* _GIVEN RECORDS_
══════

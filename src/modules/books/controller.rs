use axum::{extract::State, http::StatusCode};

use eduzone_core::{ApiResponse, AppError, Deleted};
use eduzone_models::{ActiveLoan, Book, CreateBookDto, UpdateBookDto};

use crate::middleware::auth::{AuthUser, RequireLibraryStaff};
use crate::state::AppState;
use crate::validator::{PathId, ValidatedJson};

use super::service::BookService;

#[utoipa::path(
    get,
    path = "/api/books",
    responses(
        (status = 200, description = "All books ordered by title, wrapped in `data`", body = [Book]),
        (status = 500, description = "Error fetching books")
    ),
    tag = "Books"
)]
pub async fn get_books(State(state): State<AppState>) -> Result<ApiResponse<Vec<Book>>, AppError> {
    let books = BookService::list_books(&state.repos).await?;
    Ok(ApiResponse::new(books))
}

#[utoipa::path(
    get,
    path = "/api/books/{id}",
    params(
        ("id" = i64, Path, description = "Book ID")
    ),
    responses(
        (status = 200, description = "Book details", body = Book),
        (status = 404, description = "Book not found")
    ),
    tag = "Books"
)]
pub async fn get_book(
    State(state): State<AppState>,
    PathId(id): PathId,
) -> Result<ApiResponse<Book>, AppError> {
    let book = BookService::get_book(&state.repos, id).await?;
    Ok(ApiResponse::new(book))
}

#[utoipa::path(
    post,
    path = "/api/books",
    request_body = CreateBookDto,
    responses(
        (status = 201, description = "Book created, all copies available", body = Book),
        (status = 400, description = "Missing required fields"),
        (status = 401, description = "Unauthorized"),
        (status = 403, description = "Forbidden - admin or librarian only")
    ),
    tag = "Books",
    security(("bearer_auth" = []))
)]
pub async fn create_book(
    State(state): State<AppState>,
    RequireLibraryStaff(_auth_user): RequireLibraryStaff,
    ValidatedJson(dto): ValidatedJson<CreateBookDto>,
) -> Result<(StatusCode, ApiResponse<Book>), AppError> {
    let book = BookService::create_book(&state.repos, dto).await?;
    Ok((StatusCode::CREATED, ApiResponse::new(book)))
}

#[utoipa::path(
    put,
    path = "/api/books/{id}",
    params(
        ("id" = i64, Path, description = "Book ID")
    ),
    request_body = UpdateBookDto,
    responses(
        (status = 200, description = "Book updated", body = Book),
        (status = 400, description = "Missing required fields or availability out of range"),
        (status = 401, description = "Unauthorized"),
        (status = 403, description = "Forbidden - admin or librarian only"),
        (status = 404, description = "Book not found")
    ),
    tag = "Books",
    security(("bearer_auth" = []))
)]
pub async fn update_book(
    State(state): State<AppState>,
    RequireLibraryStaff(_auth_user): RequireLibraryStaff,
    PathId(id): PathId,
    ValidatedJson(dto): ValidatedJson<UpdateBookDto>,
) -> Result<ApiResponse<Book>, AppError> {
    let book = BookService::update_book(&state.repos, id, dto).await?;
    Ok(ApiResponse::new(book))
}

#[utoipa::path(
    delete,
    path = "/api/books/{id}",
    params(
        ("id" = i64, Path, description = "Book ID")
    ),
    responses(
        (status = 200, description = "Book deleted, `{ data: { success: true } }`"),
        (status = 401, description = "Unauthorized"),
        (status = 403, description = "Forbidden - admin or librarian only"),
        (status = 404, description = "Book not found")
    ),
    tag = "Books",
    security(("bearer_auth" = []))
)]
pub async fn delete_book(
    State(state): State<AppState>,
    RequireLibraryStaff(_auth_user): RequireLibraryStaff,
    PathId(id): PathId,
) -> Result<ApiResponse<Deleted>, AppError> {
    BookService::delete_book(&state.repos, id).await?;
    Ok(Deleted::ok())
}

#[utoipa::path(
    post,
    path = "/api/books/{id}/checkout",
    params(
        ("id" = i64, Path, description = "Book ID")
    ),
    responses(
        (status = 200, description = "One copy checked out", body = Book),
        (status = 400, description = "Book is not available"),
        (status = 401, description = "Unauthorized"),
        (status = 404, description = "Book not found")
    ),
    tag = "Books",
    security(("bearer_auth" = []))
)]
pub async fn checkout_book(
    State(state): State<AppState>,
    auth_user: AuthUser,
    PathId(id): PathId,
) -> Result<ApiResponse<Book>, AppError> {
    let book = BookService::checkout_book(&state.repos, id, auth_user.user_id()).await?;
    Ok(ApiResponse::new(book))
}

#[utoipa::path(
    post,
    path = "/api/books/{id}/return",
    params(
        ("id" = i64, Path, description = "Book ID")
    ),
    responses(
        (status = 200, description = "One copy returned", body = Book),
        (status = 400, description = "No active loan for this book, or book is already fully returned"),
        (status = 401, description = "Unauthorized"),
        (status = 404, description = "Book not found")
    ),
    tag = "Books",
    security(("bearer_auth" = []))
)]
pub async fn return_book(
    State(state): State<AppState>,
    auth_user: AuthUser,
    PathId(id): PathId,
) -> Result<ApiResponse<Book>, AppError> {
    let book = BookService::return_book(&state.repos, id, auth_user.user_id()).await?;
    Ok(ApiResponse::new(book))
}

#[utoipa::path(
    get,
    path = "/api/books/loans/me",
    responses(
        (status = 200, description = "The caller's open loans, oldest first", body = [ActiveLoan]),
        (status = 401, description = "Unauthorized")
    ),
    tag = "Books",
    security(("bearer_auth" = []))
)]
pub async fn get_my_loans(
    State(state): State<AppState>,
    auth_user: AuthUser,
) -> Result<ApiResponse<Vec<ActiveLoan>>, AppError> {
    let loans = BookService::list_loans(&state.repos, auth_user.user_id()).await?;
    Ok(ApiResponse::new(loans))
}
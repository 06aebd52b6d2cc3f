use axum::{
    Router,
    routing::{get, put},
};

use crate::state::AppState;

use super::controller::{
    create_feedback, delete_feedback, get_all_feedback, get_feedback, update_feedback_status,
};

pub fn init_feedback_router() -> Router<AppState> {
    Router::new()
        .route("/", get(get_all_feedback).post(create_feedback))
        .route("/{id}", get(get_feedback).delete(delete_feedback))
        .route("/{id}/status", put(update_feedback_status))
}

══════

* _REQUIREMENT_
Transcribe the full listing, word for word.

* _YOUR RESPONSE_
filename src/modules/books/controller.rs
use axum::{extract::State, http::StatusCode};

use eduzone_core::{ApiResponse, AppError, Deleted};
use eduzone_models::{ActiveLoan, Book, CreateBookDto, UpdateBookDto};

use crate::middleware::auth::{AuthUser, RequireLibraryStaff};
use crate::state::AppState;
use crate::validator::{PathId, ValidatedJson};

use super::service::BookService;

#[utoipa::path(
    get,
    path = "/api/books",
    responses(
        (status = 200, description = "All books ordered by title, wrapped in `data`", body = [Book]),
        (status = 500, description = "Error fetching books")
    ),
    tag = "Books"
)]
pub async fn get_books(State(state): State<AppState>) -> Result<ApiResponse<Vec<Book>>, AppError> {
    let books = BookService::list_books(&state.repos).await?;
    Ok(ApiResponse::new(books))
}

#[utoipa::path(
    get,
    path = "/api/books/{id}",
    params(
        ("id" = i64, Path, description = "Book ID")
    ),
    responses(
        (status = 200, description = "Book details", body = Book),
        (status = 404, description = "Book not found")
    ),
    tag = "Books"
)]
pub async fn get_book(
    State(state): State<AppState>,
    PathId(id): PathId,
) -> Result<ApiResponse<Book>, AppError> {
    let book = BookService::get_book(&state.repos, id).await?;
    Ok(ApiResponse::new(book))
}

#[utoipa::path(
    post,
    path = "/api/books",
    request_body = CreateBookDto,
    responses(
        (status = 201, description = "Book created, all copies available", body = Book),
        (status = 400, description = "Missing required fields"),
        (status = 401, description = "Unauthorized"),
        (status = 403, description = "Forbidden - admin or librarian only")
    ),
    tag = "Books",
    security(("bearer_auth" = []))
)]
pub async fn create_book(
    State(state): State<AppState>,
    RequireLibraryStaff(_auth_user): RequireLibraryStaff,
    ValidatedJson(dto): ValidatedJson<CreateBookDto>,
) -> Result<(StatusCode, ApiResponse<Book>), AppError> {
    let book = BookService::create_book(&state.repos, dto).await?;
    Ok((StatusCode::CREATED, ApiResponse::new(book)))
}

#[utoipa::path(
    put,
    path = "/api/books/{id}",
    params(
        ("id" = i64, Path, description = "Book ID")
    ),
    request_body = UpdateBookDto,
    responses(
        (status = 200, description = "Book updated", body = Book),
        (status = 400, description = "Missing required fields or availability out of range"),
        (status = 401, description = "Unauthorized"),
        (status = 403, description = "Forbidden - admin or librarian only"),
        (status = 404, description = "Book not found")
    ),
    tag = "Books",
    security(("bearer_auth" = []))
)]
pub async fn update_book(
    State(state): State<AppState>,
    RequireLibraryStaff(_auth_user): RequireLibraryStaff,
    PathId(id): PathId,
    ValidatedJson(dto): ValidatedJson<UpdateBookDto>,
) -> Result<ApiResponse<Book>, AppError> {
    let book = BookService::update_book(&state.repos, id, dto).await?;
    Ok(ApiResponse::new(book))
}

#[utoipa::path(
    delete,
    path = "/api/books/{id}",
    params(
        ("id" = i64, Path, description = "Book ID")
    ),
    responses(
        (status = 200, description = "Book deleted, `{ data: { success: true } }`"),
        (status = 401, description = "Unauthorized"),
        (status = 403, description = "Forbidden - admin or librarian only"),
        (status = 404, description = "Book not found")
    ),
    tag = "Books",
    security(("bearer_auth" = []))
)]
pub async fn delete_book(
    State(state): State<AppState>,
    RequireLibraryStaff(_auth_user): RequireLibraryStaff,
    PathId(id): PathId,
) -> Result<ApiResponse<Deleted>, AppError> {
    BookService::delete_book(&state.repos, id).await?;
    Ok(Deleted::ok())
}

#[utoipa::path(
    post,
    path = "/api/books/{id}/checkout",
    params(
        ("id" = i64, Path, description = "Book ID")
    ),
    responses(
        (status = 200, description = "One copy checked out", body = Book),
        (status = 400, description = "Book is not available"),
        (status = 401, description = "Unauthorized"),
        (status = 404, description = "Book not found")
    ),
    tag = "Books",
    security(("bearer_auth" = []))
)]
pub async fn checkout_book(
    State(state): State<AppState>,
    auth_user: AuthUser,
    PathId(id): PathId,
) -> Result<ApiResponse<Book>, AppError> {
    let book = BookService::checkout_book(&state.repos, id, auth_user.user_id()).await?;
    Ok(ApiResponse::new(book))
}

#[utoipa::path(
    post,
    path = "/api/books/{id}/return",
    params(
        ("id" = i64, Path, description = "Book ID")
    ),
    responses(
        (status = 200, description = "One copy returned", body = Book),
        (status = 400, description = "No active loan for this book, or book is already fully returned"),
        (status = 401, description = "Unauthorized"),
        (status = 404, description = "Book not found")
    ),
    tag = "Books",
    security(("bearer_auth" = []))
)]
pub async fn return_book(
    State(state): State<AppState>,
    auth_user: AuthUser,
    PathId(id): PathId,
) -> Result<ApiResponse<Book>, AppError> {
    let book = BookService::return_book(&state.repos, id, auth_user.user_id()).await?;
    Ok(ApiResponse::new(book))
}

#[utoipa::path(
    get,
    path = "/api/books/loans/me",
    responses(
        (status = 200, description = "The caller's open loans, oldest first", body = [ActiveLoan]),
        (status = 401, description = "Unauthorized")
    ),
    tag = "Books",
    security(("bearer_auth" = []))
)]
pub async fn get_my_loans(
    State(state): State<AppState>,
    auth_user: AuthUser,
) -> Result<ApiResponse<Vec<ActiveLoan>>, AppError> {
    let loans = BookService::list_loans(&state.repos, auth_user.user_id()).await?;
    Ok(ApiResponse::new(loans))
}
repository 06aebd52b6d2cc3f
use axum::{
    Router,
    routing::{get, put},
};

use crate::state::AppState;

use super::controller::{
    create_feedback, delete_feedback, get_all_feedback, get_feedback, update_feedback_status,
};

pub fn init_feedback_router() -> Router<AppState> {
    Router::new()
        .route("/", get(get_all_feedback).post(create_feedback))
        .route("/{id}", get(get_feedback).delete(delete_feedback))
        .route("/{id}/status", put(update_feedback_status))
}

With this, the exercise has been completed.